If, instead of a roadway, one of these quarter-sections of land had been appropriated entire, any enhanced value it might have possessed occasioned by its community with the other tracts, could not have been excluded or ignored in an award of damages. So, in this case, it was proper for the jury to consider all the capabilities of the property and all the uses to which it might be applied as it was actually situated and as it was actually related to other land, and not merely as a separate and independent plat; and, if its value, so considered, be greater than it otherwise would be, nothing short of such value would afford its owner adequate compensation for its loss. Therefore, the evidence complained of was rightfully admitted, and the instructions assailed were rightfully given.
The report of the condemnation commissioners was filed June 4, 1900. The trial occurred August 18, 1902. From the plaintiff’s own evidence the jury could have found that during the interim the possession of the owner and its use of the land were disturbed in no important or substantial particular. It continued, as before, to rent the land to a former tenant; the sale of a portion of the land was not impeded, the owner reserving the right to recover its value ; the land taken was largely pasture, and no evidence as to contemplated improvements was offered. The rental value of the land and the actual returns of rent to the owner increased. At the time of the con*341demnation the owner was receiving for the use of the whole ranch—the land taken and the land not taken rented as an entirety, and therefore in the most advantageous manner for the land taken—the equivalent of $900 per annum.

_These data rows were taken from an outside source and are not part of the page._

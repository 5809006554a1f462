//! CLI enum types and value parsers.

use clap::ValueEnum;

use crate::convert::{ColorMatrix, ColorRange};
use crate::equalize::AlphaPolicy;
use crate::frame::PixelFormat;

/// Where frames come from.
#[derive(Debug, Clone, Copy, PartialEq, Eq, Default, ValueEnum)]
pub enum SourceKind {
    /// Generated test pattern, no hardware needed
    #[default]
    Synthetic,
    /// Live webcam (requires the `camera` feature)
    Camera,
}

/// Parse a presentable (4-channel) output format.
pub fn parse_output_format(s: &str) -> Result<PixelFormat, String> {
    PixelFormat::from_str(s)
        .filter(|f| f.channel_layout().is_some())
        .ok_or_else(|| format!("Unknown output format '{}'. Available formats: rgba, bgra, argb", s))
}

/// Parse any frame format the converter accepts.
pub fn parse_source_format(s: &str) -> Result<PixelFormat, String> {
    PixelFormat::from_str(s).ok_or_else(|| {
        format!(
            "Unknown pixel format '{}'. Available formats: nv12, i420, yuyv, rgb, rgba, bgra, argb",
            s
        )
    })
}

pub fn parse_alpha(s: &str) -> Result<AlphaPolicy, String> {
    AlphaPolicy::from_str(s)
        .ok_or_else(|| format!("Unknown alpha policy '{}'. Use preserve or remap", s))
}

pub fn parse_matrix(s: &str) -> Result<ColorMatrix, String> {
    ColorMatrix::from_str(s).ok_or_else(|| format!("Unknown color matrix '{}'. Use bt601 or bt709", s))
}

pub fn parse_range(s: &str) -> Result<ColorRange, String> {
    ColorRange::from_str(s).ok_or_else(|| format!("Unknown color range '{}'. Use video or full", s))
}

/// Parse and validate a histogram bin count (1-256).
pub fn parse_bins(s: &str) -> Result<usize, String> {
    let bins: usize = s.parse().map_err(|_| format!("'{}' is not a valid number", s))?;
    if !(1..=256).contains(&bins) {
        return Err(format!("Bin count must be between 1 and 256, got {}", bins));
    }
    Ok(bins)
}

At the time of the trial it was receiving $1000 per annum. Other facts made it a matter of much doubt for the jury to decide whether the owner of the land had been at all seriously disadvantaged pending the appeal, and tended to show that the value of the- use of the land during that period must have been a very considerable sum. The court instructed the jury as follows :
“The jury are instructed that the plaintiff is entitled to recover some amount iri this case as its damages, and the plaintiff is also entitled to recover interest upon that amount at the rate of six per cent, per annum from the 2d day of June, 1900, and his actual damages, with interest added thereto, will determine the amount of the damages which is to be found in favor of the plaintiff in your verdict.”

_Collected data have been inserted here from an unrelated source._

//! Histogram equalization for contrast enhancement.
//!
//! The lookup table for each channel is the normalized cumulative
//! distribution of that channel:
//!
//! ```text
//! lut[v] = round((cdf[bin(v)] - cdf_min) / (total - cdf_min) * 255)
//! ```
//!
//! where `cdf_min` is the first non-zero cumulative count. The table is
//! monotonic by construction and stays inside 0..=255. A channel whose whole
//! mass sits in one bin has nothing to stretch and maps through unchanged.

use crate::error::EqualizationError;
use crate::frame::PixelBuffer;
use crate::histogram::{Histogram, CHANNELS, MAX_BINS};

/// What to do with the alpha channel.
#[derive(Debug, Clone, Copy, PartialEq, Eq, Default)]
pub enum AlphaPolicy {
    /// Leave alpha untouched
    #[default]
    Preserve,
    /// Equalize alpha like the color channels
    Remap,
}

impl AlphaPolicy {
    #[allow(clippy::should_implement_trait)]
    pub fn from_str(s: &str) -> Option<Self> {
        match s.to_lowercase().as_str() {
            "preserve" | "keep" => Some(Self::Preserve),
            "remap" | "equalize" => Some(Self::Remap),
            _ => None,
        }
    }
}

/// One 256-entry lookup table per channel (red, green, blue, alpha).
#[derive(Debug, Clone, PartialEq, Eq)]
pub struct EqualizationTable {
    luts: [[u8; 256]; CHANNELS],
}

impl Default for EqualizationTable {
    fn default() -> Self {
        Self::identity()
    }
}

impl EqualizationTable {
    /// Tables that map every value to itself.
    pub fn identity() -> Self {
        let mut lut = [0u8; 256];
        for (v, out) in lut.iter_mut().enumerate() {
            *out = v as u8;
        }
        Self {
            luts: [lut; CHANNELS],
        }
    }

    /// Build tables from a histogram of any bin count.
    pub fn from_histogram(histogram: &Histogram) -> Result<Self, EqualizationError> {
        if histogram.channel_count() != CHANNELS {
            return Err(EqualizationError::ChannelMismatch {
                expected: CHANNELS,
                found: histogram.channel_count(),
            });
        }
        let bins = histogram.bins();
        if bins == 0 || bins > MAX_BINS {
            return Err(EqualizationError::InvalidBinCount(bins));
        }
        let mut table = Self::identity();
        for (index, lut) in table.luts.iter_mut().enumerate() {
            let counts = histogram.channel(index);
            if counts.len() != bins {
                return Err(EqualizationError::BinMismatch {
                    channel: index,
                    expected: bins,
                    found: counts.len(),
                });
            }
            build_lut(counts, lut);
        }
        Ok(table)
    }

    pub fn channel(&self, index: usize) -> &[u8; 256] {
        &self.luts[index]
    }

    /// True when every channel's table is non-decreasing.
    pub fn is_monotonic(&self) -> bool {
        self.luts
            .iter()
            .all(|lut| lut.windows(2).all(|w| w[0] <= w[1]))
    }

    /// Remap `buffer` in place through the tables.
    pub fn apply(&self, buffer: &mut PixelBuffer, alpha: AlphaPolicy) -> Result<(), EqualizationError> {
        let layout = buffer
            .format()
            .channel_layout()
            .ok_or(EqualizationError::UnsupportedFormat(buffer.format()))?;
        let channels = match alpha {
            AlphaPolicy::Preserve => CHANNELS - 1,
            AlphaPolicy::Remap => CHANNELS,
        };
        let offsets = layout.offsets();
        for y in 0..buffer.height() {
            for px in buffer.row_mut(0, y).chunks_exact_mut(4) {
                for (lut, &offset) in self.luts.iter().zip(&offsets).take(channels) {
                    px[offset] = lut[px[offset] as usize];
                }
            }
        }
        Ok(())
    }
}

/// Fill `lut` from one channel's bin counts; leaves it untouched (identity)
/// when the channel is empty or single-valued.
fn build_lut(counts: &[u64], lut: &mut [u8; 256]) {
    let bins = counts.len();
    let total: u64 = counts.iter().sum();
    let mut cdf = [0u64; MAX_BINS];
    let mut running = 0;
    for (slot, &count) in cdf.iter_mut().zip(counts) {
        running += count;
        *slot = running;
    }
    let cdf_min = cdf[..bins].iter().copied().find(|&c| c > 0).unwrap_or(0);
    if total <= cdf_min {
        return;
    }
    let span = (total - cdf_min) as f64;
    for (v, out) in lut.iter_mut().enumerate() {
        let cumulative = cdf[v * bins / 256].saturating_sub(cdf_min) as f64;
        *out = (cumulative / span * 255.0).round().clamp(0.0, 255.0) as u8;
    }
}

/// Equalizes buffers in place, deriving a 256-bin histogram from each one.
///
/// Owns the histogram and table storage so repeated frames reuse them.
#[derive(Debug, Clone)]
pub struct Equalizer {
    alpha: AlphaPolicy,
    histogram: Histogram,
    table: EqualizationTable,
}

impl Equalizer {
    pub fn new(alpha: AlphaPolicy) -> Self {
        Self {
            alpha,
            histogram: Histogram::from_counts(MAX_BINS, vec![vec![0; MAX_BINS]; CHANNELS]),
            table: EqualizationTable::identity(),
        }
    }

    /// Equalize `buffer` using its own full-resolution histogram.
    pub fn equalize(&mut self, buffer: &mut PixelBuffer) -> Result<&EqualizationTable, EqualizationError> {
        ensure_not_empty(buffer)?;
        self.histogram.clear();
        self.histogram.accumulate(buffer)?;
        self.table = EqualizationTable::from_histogram(&self.histogram)?;
        self.table.apply(buffer, self.alpha)?;
        Ok(&self.table)
    }

    /// Equalize `buffer` using a histogram computed elsewhere.
    ///
    /// The histogram must have sampled exactly the buffer's pixels.
    pub fn equalize_with(
        &mut self,
        buffer: &mut PixelBuffer,
        histogram: &Histogram,
    ) -> Result<&EqualizationTable, EqualizationError> {
        ensure_not_empty(buffer)?;
        let table = EqualizationTable::from_histogram(histogram)?;
        let expected = buffer.pixel_count() as u64;
        if let Some((found, _)) = (0..CHANNELS)
            .map(|c| (histogram.channel(c).iter().sum::<u64>(), c))
            .find(|(sum, _)| *sum != expected)
        {
            return Err(EqualizationError::SampleCountMismatch {
                histogram: found,
                buffer: expected,
            });
        }
        table.apply(buffer, self.alpha)?;
        self.table = table;
        Ok(&self.table)
    }
}

fn ensure_not_empty(buffer: &PixelBuffer) -> Result<(), EqualizationError> {
    if buffer.is_empty() {
        return Err(EqualizationError::EmptyBuffer {
            width: buffer.width(),
            height: buffer.height(),
        });
    }
    Ok(())
}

The jury allowed the sum of $2073.72 as interest on damages for the time elapsing between the condemnation and the trial of the case, which amount was included in the judgment. In this the district court erred.
In condemnation appeals the issue is, What shall be full compensation ? Interest is allowed merely as a means of securing such compensation. If, upon the condemnation of land, complete deprivation do not follow at once, still, further tenure is rendered precarious. Possession may be disturbed at any time, and all property rights are exercisable only under doubt and uncertainty as to their duration. As a recompense for the loss attending this embarrassed use of the land and this qualification of dominion over it pending the payment of the condemnation *342money, interest may be allowed. If, however, as a matter of fact the owner should suffer no injury in these respects no occasion for compensation byway of interest would arise. The owner should not have his land and interest too, for the constitution does not contemplate the payment of anything beyond full compensation. It is the better rule, therefore, to allow interest on general damages from the date of condemnation, then reduce the amount by the value, if any, to the owner of whatever subsequent possession and use of the land he has enjoyed. (2 Lew. Em. Dom., 2d ed., § 499 ; Rand. Em. Dom. § 280.) The instructions given, to which due exception was taken, gave the jury no opportunity to apply this rule, although the evidence clearly indicated an opportunity for its just and beneficial use.
The judgment of the district court is reversed', and the cause is remanded for a new trial.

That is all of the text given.